Location: Hard Winter Wheat Genetics ResearchTitle: Transcriptomic analyses of the secreted proteins from the salivary glands of the wheat midge larvae
|AL-JBORY, ZAINAB ALI - Kansas State University|
|ANDERSON, KIRK - North Dakota State University|
|HARRIS, MARION - North Dakota State University|
|MITTAPALLI, OMPRAKASH - The Ohio State University|
|WHITWORTH, R. JEFF - Kansas State University|
Submitted to: Journal of Insect Science
Publication Type: Peer Reviewed Journal
Publication Acceptance Date: 1/22/2018
Publication Date: 4/5/2018
Citation: Al-Jbory, Z., Anderson, K.M., Harris, M.O., Mittapalli, O., Whitworth, R., Chen, M. 2018. Transcriptomic analyses of the secreted proteins from the salivary glands of the wheat midge larvae. Journal of Insect Science. 18(1):17. https://doi.org/10.1093/jisesa/iey009.
Interpretive Summary: The wheat midge is a destructive insect pest that attacks wheat kernels during the grain filling stage of growth. Wheat midge larvae inject saliva into plant tissues during feeding. Some of the components in the saliva are thought to reprogram host metabolic pathways and facilitate parasitism by the larvae.
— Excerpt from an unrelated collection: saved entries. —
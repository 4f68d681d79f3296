//! UseCase 層
//!
//! クライアントから届く各イベント（接続・初期化・移動・クレーム・切断）を
//! 1 つのユースケースとして実装します。UseCase は `GameRepository` と
//! `MessagePusher` の trait にのみ依存します。
//! 状態を変更するユースケースは `EventSequencer` を共有し、変更と送信を
//! 到着順に 1 つずつ実行します。

mod claim_collectible;
mod connect_client;
mod disconnect_player;
mod error;
mod get_game_state;
mod init_player;
mod move_player;
mod sequencer;

pub use claim_collectible::ClaimCollectibleUseCase;
pub use connect_client::ConnectClientUseCase;
pub use disconnect_player::{DisconnectPlayerUseCase, Disconnection};
pub use error::{ConnectError, InitPlayerError};
pub use get_game_state::{GameState, GetGameStateUseCase};
pub use init_player::InitPlayerUseCase;
pub use move_player::MovePlayerUseCase;
pub use sequencer::EventSequencer;

use crate::domain::{MessagePusher, PlayerId};

/// 接続中の全クライアントから `exclude` を除いたブロードキャスト対象を取得
async fn broadcast_targets(
    message_pusher: &dyn MessagePusher,
    exclude: Option<&PlayerId>,
) -> Vec<PlayerId> {
    message_pusher
        .connected_clients()
        .await
        .into_iter()
        .filter(|id| Some(id) != exclude)
        .collect()
}
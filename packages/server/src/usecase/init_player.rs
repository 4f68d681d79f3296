//! UseCase: プレイヤー初期化処理（init-player）
//!
//! ## テスト実装の作業記録
//!
//! ### 何をテストしているか
//! - InitPlayerUseCase::execute() メソッド
//! - 登録・スナップショット返信・new-player のブロードキャスト
//!
//! ### なぜこのテストが必要か
//! - 再初期化でプレイヤーが重複・リセットされないことを保証
//! - 新規参加者が自分を含む全プレイヤーと現在のコレクティブルを受け取ることを保証
//!
//! ### どのような状況を想定しているか
//! - 正常系：新規プレイヤーの初期化
//! - エッジケース：同じ接続からの再初期化
//! - 異常系：スナップショットの送信先が既に閉じている

use std::sync::Arc;

use crate::domain::{GameEvent, GameRepository, MessagePusher, PlayerId, PlayerInit, Registration};

use super::{EventSequencer, broadcast_targets, error::InitPlayerError};

/// プレイヤー初期化のユースケース
pub struct InitPlayerUseCase {
    /// Repository（データアクセス層の抽象化）
    repository: Arc<dyn GameRepository>,
    /// MessagePusher（メッセージ通知の抽象化）
    message_pusher: Arc<dyn MessagePusher>,
    /// 状態変更と送信の直列化
    sequencer: EventSequencer,
}

impl InitPlayerUseCase {
    /// 新しい InitPlayerUseCase を作成
    pub fn new(
        repository: Arc<dyn GameRepository>,
        message_pusher: Arc<dyn MessagePusher>,
        sequencer: EventSequencer,
    ) -> Self {
        Self {
            repository,
            message_pusher,
            sequencer,
        }
    }

    /// プレイヤー初期化を実行
    ///
    /// 1. 登録（登録済みなら既存のレコードを使う）
    /// 2. 要求元にスナップショット（init）を返信
    /// 3. 新規登録の場合のみ、他のクライアントに new-player をブロードキャスト
    ///
    /// # Returns
    ///
    /// * `Ok(Registration)` - 登録結果
    /// * `Err(InitPlayerError)` - スナップショットを返信できなかった
    pub async fn execute(
        &self,
        player_id: PlayerId,
        init: PlayerInit,
    ) -> Result<Registration, InitPlayerError> {
        let _turn = self.sequencer.enter().await;
        let registration = self
            .repository
            .register_player(player_id.clone(), init)
            .await;

        let reply = self
            .message_pusher
            .push_to(
                &player_id,
                &GameEvent::Init {
                    id: player_id.clone(),
                    snapshot: registration.snapshot.clone(),
                },
            )
            .await;

        if registration.created {
            let targets = broadcast_targets(self.message_pusher.as_ref(), Some(&player_id)).await;
            if let Err(e) = self
                .message_pusher
                .broadcast(targets, &GameEvent::NewPlayer(registration.player.clone()))
                .await
            {
                tracing::warn!("Failed to broadcast new-player for '{}': {}", player_id, e);
            }
        }

        reply.map_err(|e| InitPlayerError::SnapshotDeliveryFailed(e.to_string()))?;
        Ok(registration)
    }
}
In this study, we did an analysis of genes expressed in the salivary glands of larvae during feeding. We found that ~25% of genes encode proteins with a typical secretion signal peptide. These secreted salivary gland proteins (SSGPs) can be classified into 97 groups based on their sequence similarity. The identification of the genes encoding SSGPs provides a foundation for further studies on the biological and biochemical functions of these proteins as well as for comparative analyses among different insects that share similar feeding mechanisms.
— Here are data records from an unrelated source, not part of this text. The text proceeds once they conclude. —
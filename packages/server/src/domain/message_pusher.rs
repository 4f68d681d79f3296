//! MessagePusher trait 定義
//!
//! クライアントへのイベント送信のインターフェース。
//! 具体的な実装（WebSocket など）は Infrastructure 層が提供します。

use async_trait::async_trait;
use tokio::sync::mpsc;

use super::{error::MessagePushError, event::GameEvent, value_object::PlayerId};

/// 接続ごとの送信チャンネル（エンコード済みのテキストフレーム）
pub type PusherChannel = mpsc::UnboundedSender<String>;

/// MessagePusher trait
///
/// UseCase 層はこの trait を通してのみクライアントにイベントを届ける。
/// 配信はベストエフォートで、再送は行わない。
#[cfg_attr(test, mockall::automock)]
#[async_trait]
pub trait MessagePusher: Send + Sync {
    /// 接続の送信チャンネルを登録
    async fn register_client(&self, player_id: PlayerId, sender: PusherChannel);

    /// 接続の送信チャンネルを削除
    async fn unregister_client(&self, player_id: &PlayerId);

    /// 接続中の全てのクライアント ID を取得（初期化前の接続も含む）
    async fn connected_clients(&self) -> Vec<PlayerId>;

    /// 特定のクライアントにイベントを送信
    async fn push_to(
        &self,
        player_id: &PlayerId,
        event: &GameEvent,
    ) -> Result<(), MessagePushError>;

    /// 複数のクライアントにイベントを送信（一部の失敗は許容）
    async fn broadcast(
        &self,
        targets: Vec<PlayerId>,
        event: &GameEvent,
    ) -> Result<(), MessagePushError>;
}
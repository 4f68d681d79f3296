//! イベント送信（通知）の実装
//!
//! ## 実装
//!
//! - `websocket`: WebSocket を使った実装

pub mod websocket;

pub use websocket::WebSocketMessagePusher;
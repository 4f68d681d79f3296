//! Value objects of the game domain.

use std::fmt;

use super::error::ValueObjectError;

/// Server-assigned identity of a connection and of the player it controls.
#[derive(Debug, Clone, PartialEq, Eq, Hash, PartialOrd, Ord)]
pub struct PlayerId(String);

impl PlayerId {
    pub fn new(value: String) -> Result<Self, ValueObjectError> {
        if value.trim().is_empty() {
            return Err(ValueObjectError::PlayerIdEmpty);
        }
        Ok(Self(value))
    }

    pub fn as_str(&self) -> &str {
        &self.0
    }

    pub fn into_string(self) -> String {
        self.0
    }
}

impl TryFrom<String> for PlayerId {
    type Error = ValueObjectError;

    fn try_from(value: String) -> Result<Self, Self::Error> {
        Self::new(value)
    }
}

impl fmt::Display for PlayerId {
    fn fmt(&self, f: &mut fmt::Formatter<'_>) -> fmt::Result {
        f.write_str(&self.0)
    }
}

/// Identity of one collectible generation. Compared for equality only.
#[derive(Debug, Clone, Copy, PartialEq, Eq, Hash)]
pub struct CollectibleId(u64);

impl CollectibleId {
    pub fn new(value: u64) -> Self {
        Self(value)
    }

    pub fn value(&self) -> u64 {
        self.0
    }
}

impl fmt::Display for CollectibleId {
    fn fmt(&self, f: &mut fmt::Formatter<'_>) -> fmt::Result {
        write!(f, "{}", self.0)
    }
}

/// World coordinates. Unbounded: the server never clamps submitted positions.
#[derive(Debug, Clone, Copy, PartialEq, Eq, Hash, Default)]
pub struct Position {
    pub x: i64,
    pub y: i64,
}

impl Position {
    pub fn new(x: i64, y: i64) -> Self {
        Self { x, y }
    }
}

#[derive(Debug, Clone, Copy, PartialEq, Eq, PartialOrd, Ord, Hash, Default)]
pub struct Score(u32);

impl Score {
    pub fn new(value: u32) -> Self {
        Self(value)
    }

    pub fn zero() -> Self {
        Self(0)
    }

    pub fn value(&self) -> u32 {
        self.0
    }

    /// Add the value of a claimed collectible.
    pub fn award(self, value: CollectibleValue) -> Self {
        Self(self.0.saturating_add(value.value()))
    }
}

/// Points awarded for one collectible. Always positive.
#[derive(Debug, Clone, Copy, PartialEq, Eq, Hash)]
pub struct CollectibleValue(u32);

impl CollectibleValue {
    pub fn new(value: u32) -> Result<Self, ValueObjectError> {
        if value == 0 {
            return Err(ValueObjectError::NonPositiveCollectibleValue);
        }
        Ok(Self(value))
    }

    pub fn value(&self) -> u32 {
        self.0
    }
}

impl Default for CollectibleValue {
    fn default() -> Self {
        Self(1)
    }
}

/// Unix timestamp in milliseconds.
#[derive(Debug, Clone, Copy, PartialEq, Eq, PartialOrd, Ord, Hash)]
pub struct Timestamp(i64);

impl Timestamp {
    pub fn new(value: i64) -> Self {
        Self(value)
    }

    pub fn value(&self) -> i64 {
        self.0
    }
}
Technical Abstract: Both the wheat midge (Sitodiplosis mosellana) and the Hessian fly (Mayetiola destructor) belong to a group of insects called gall midges (Diptera: Cecidomyiidae) and both are destructive pests of wheat. From Hessian fly larvae, a large number of genes have been identified to encode Secreted Salivary Gland proteins (SSGPs), which are presumably critical for the insect to feed on and manipulate host plants. For comparison, we conducted an analysis on transcripts encoding SSGPs from the first instar larvae of the wheat midge. We discovered that approximately 25% of ~3,500 cDNA clones obtained from dissected salivary glands encoded SSGPs. The SSGPs were grouped into 97 groups based on sequence homology. Among the SSGP-encoding transcripts, 235 encoded unique proteins with no sequence similarity to any known protein. Most SSGP-encoding genes appear under strong selection for mutations that generate amino acid changes within the coding region. Identification and characterization of SSGPs in wheat midge larvae provide a foundation for future work to reveal molecular mechanisms behind wheat midge - wheat interactions and the role of these putative effector proteins in insect virulence. Availability of the SSGP transcripts will also facilitate comparative analyses of insect effectors from related species.